___ RAW DATA ___

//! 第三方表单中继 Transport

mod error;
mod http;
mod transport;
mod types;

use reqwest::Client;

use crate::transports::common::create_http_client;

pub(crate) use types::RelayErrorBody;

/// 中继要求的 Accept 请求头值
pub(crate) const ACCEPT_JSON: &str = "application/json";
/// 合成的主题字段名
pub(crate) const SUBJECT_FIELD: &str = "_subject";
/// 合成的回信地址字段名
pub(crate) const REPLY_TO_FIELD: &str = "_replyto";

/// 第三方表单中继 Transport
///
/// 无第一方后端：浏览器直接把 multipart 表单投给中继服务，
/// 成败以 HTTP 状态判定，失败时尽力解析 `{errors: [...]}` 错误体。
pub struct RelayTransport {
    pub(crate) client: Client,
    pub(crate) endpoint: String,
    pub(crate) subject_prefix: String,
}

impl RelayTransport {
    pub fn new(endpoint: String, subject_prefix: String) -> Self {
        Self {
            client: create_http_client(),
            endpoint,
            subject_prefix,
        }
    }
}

___
___ RAW DATA ___

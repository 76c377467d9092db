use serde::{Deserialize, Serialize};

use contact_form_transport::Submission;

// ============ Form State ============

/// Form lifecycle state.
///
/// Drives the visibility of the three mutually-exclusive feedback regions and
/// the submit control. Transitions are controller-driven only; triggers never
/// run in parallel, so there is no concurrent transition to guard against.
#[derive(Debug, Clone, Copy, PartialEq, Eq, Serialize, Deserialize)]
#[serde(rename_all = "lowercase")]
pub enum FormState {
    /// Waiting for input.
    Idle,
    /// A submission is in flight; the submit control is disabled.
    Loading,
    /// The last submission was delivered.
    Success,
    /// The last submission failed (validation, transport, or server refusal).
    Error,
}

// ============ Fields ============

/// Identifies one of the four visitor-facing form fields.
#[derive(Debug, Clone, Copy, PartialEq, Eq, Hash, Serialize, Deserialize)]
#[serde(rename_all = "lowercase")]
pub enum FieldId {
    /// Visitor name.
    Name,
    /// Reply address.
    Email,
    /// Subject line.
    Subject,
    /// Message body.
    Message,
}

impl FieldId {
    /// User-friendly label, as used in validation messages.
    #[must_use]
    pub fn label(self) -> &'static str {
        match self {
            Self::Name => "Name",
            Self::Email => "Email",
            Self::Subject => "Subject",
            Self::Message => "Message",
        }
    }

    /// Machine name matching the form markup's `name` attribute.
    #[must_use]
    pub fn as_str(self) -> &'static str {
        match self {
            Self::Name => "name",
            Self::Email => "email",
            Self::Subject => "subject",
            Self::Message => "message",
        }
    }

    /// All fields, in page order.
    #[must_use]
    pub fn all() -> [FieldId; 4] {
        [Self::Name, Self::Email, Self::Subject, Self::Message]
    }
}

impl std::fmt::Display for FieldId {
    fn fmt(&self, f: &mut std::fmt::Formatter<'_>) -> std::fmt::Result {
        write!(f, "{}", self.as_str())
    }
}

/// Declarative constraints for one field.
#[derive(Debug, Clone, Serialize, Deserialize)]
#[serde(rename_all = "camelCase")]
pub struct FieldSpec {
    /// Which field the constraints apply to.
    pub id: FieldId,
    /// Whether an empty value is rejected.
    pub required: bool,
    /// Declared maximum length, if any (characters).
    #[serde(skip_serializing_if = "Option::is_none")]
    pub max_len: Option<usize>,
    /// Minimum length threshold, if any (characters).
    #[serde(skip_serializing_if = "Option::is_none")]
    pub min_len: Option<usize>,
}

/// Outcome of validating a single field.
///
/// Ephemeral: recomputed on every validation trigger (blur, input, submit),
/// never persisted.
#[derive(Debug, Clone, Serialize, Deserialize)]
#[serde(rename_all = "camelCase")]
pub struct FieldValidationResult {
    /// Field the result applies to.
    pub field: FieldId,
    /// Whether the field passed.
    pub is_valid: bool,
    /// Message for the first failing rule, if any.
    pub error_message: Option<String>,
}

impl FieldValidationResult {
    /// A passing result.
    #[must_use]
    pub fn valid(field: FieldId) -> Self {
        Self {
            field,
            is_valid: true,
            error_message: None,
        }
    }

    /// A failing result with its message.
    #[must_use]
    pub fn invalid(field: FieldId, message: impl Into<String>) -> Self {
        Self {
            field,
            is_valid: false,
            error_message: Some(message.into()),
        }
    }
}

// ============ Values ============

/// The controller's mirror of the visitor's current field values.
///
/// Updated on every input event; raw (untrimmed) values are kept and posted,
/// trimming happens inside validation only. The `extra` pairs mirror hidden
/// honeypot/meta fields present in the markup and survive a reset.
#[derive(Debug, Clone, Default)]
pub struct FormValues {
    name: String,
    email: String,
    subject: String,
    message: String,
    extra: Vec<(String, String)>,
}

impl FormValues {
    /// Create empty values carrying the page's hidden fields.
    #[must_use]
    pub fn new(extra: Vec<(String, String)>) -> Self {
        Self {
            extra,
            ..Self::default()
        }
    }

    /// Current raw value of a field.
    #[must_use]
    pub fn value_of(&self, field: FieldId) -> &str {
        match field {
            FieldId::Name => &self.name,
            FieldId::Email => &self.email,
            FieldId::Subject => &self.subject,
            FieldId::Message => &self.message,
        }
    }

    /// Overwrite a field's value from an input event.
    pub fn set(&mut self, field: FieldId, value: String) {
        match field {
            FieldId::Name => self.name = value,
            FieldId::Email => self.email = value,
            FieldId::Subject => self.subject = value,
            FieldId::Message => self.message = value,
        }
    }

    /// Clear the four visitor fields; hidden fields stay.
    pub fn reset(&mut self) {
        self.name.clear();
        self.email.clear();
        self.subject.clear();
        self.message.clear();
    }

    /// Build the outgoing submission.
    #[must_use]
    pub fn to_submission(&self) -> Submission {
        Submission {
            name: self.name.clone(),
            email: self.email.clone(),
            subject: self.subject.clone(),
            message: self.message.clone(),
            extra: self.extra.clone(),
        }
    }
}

___
___ RAW DATA ___

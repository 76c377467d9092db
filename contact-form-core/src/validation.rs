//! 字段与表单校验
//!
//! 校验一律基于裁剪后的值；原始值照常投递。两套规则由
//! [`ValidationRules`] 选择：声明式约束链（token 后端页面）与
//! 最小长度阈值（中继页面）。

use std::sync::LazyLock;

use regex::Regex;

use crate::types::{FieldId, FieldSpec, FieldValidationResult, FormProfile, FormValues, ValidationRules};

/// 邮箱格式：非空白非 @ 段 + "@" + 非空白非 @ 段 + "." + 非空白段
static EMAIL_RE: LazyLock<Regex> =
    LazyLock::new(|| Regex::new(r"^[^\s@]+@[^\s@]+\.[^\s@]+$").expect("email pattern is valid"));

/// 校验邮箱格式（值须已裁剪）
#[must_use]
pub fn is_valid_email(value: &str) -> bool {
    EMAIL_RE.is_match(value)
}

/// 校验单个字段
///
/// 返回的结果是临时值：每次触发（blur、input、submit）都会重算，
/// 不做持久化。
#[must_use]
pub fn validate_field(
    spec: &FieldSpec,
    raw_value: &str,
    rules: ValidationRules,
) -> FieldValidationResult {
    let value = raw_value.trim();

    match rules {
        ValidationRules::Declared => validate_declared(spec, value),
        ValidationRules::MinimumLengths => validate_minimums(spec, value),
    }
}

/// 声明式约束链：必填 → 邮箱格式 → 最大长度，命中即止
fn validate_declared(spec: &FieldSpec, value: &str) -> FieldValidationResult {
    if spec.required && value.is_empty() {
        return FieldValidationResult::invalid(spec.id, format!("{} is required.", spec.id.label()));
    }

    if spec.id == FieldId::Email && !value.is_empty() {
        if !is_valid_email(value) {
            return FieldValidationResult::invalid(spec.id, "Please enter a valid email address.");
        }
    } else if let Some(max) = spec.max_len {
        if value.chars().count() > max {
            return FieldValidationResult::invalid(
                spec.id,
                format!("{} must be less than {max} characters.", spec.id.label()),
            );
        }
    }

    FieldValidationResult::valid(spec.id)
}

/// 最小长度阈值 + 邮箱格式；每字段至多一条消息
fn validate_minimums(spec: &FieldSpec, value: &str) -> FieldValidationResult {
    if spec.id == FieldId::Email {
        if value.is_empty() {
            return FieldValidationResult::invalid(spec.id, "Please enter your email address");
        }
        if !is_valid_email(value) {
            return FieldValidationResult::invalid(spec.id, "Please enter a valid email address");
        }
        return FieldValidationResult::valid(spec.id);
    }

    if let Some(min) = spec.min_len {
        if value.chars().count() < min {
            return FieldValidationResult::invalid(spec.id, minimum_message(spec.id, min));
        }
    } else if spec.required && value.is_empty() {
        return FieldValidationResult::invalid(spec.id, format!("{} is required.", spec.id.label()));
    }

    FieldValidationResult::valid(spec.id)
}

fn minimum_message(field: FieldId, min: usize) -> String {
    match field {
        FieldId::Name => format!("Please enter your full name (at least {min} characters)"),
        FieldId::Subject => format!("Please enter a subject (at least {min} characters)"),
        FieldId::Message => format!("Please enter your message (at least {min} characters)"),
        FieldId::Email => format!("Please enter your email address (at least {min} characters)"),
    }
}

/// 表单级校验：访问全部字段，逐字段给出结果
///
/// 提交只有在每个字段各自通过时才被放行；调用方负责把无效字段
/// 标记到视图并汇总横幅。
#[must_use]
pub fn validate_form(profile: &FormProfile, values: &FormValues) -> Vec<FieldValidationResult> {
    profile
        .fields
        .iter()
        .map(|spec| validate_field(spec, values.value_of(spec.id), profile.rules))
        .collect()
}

___

WHAT THE EXERCISE ASKS: Where in the records does the word "声明式约束链" appear? Copy each line that holds it.

ANSWER FOR THIS EXERCISE:
//! [`ValidationRules`] 选择：声明式约束链（token 后端页面）与
/// 声明式约束链：必填 → 邮箱格式 → 最大长度，命中即止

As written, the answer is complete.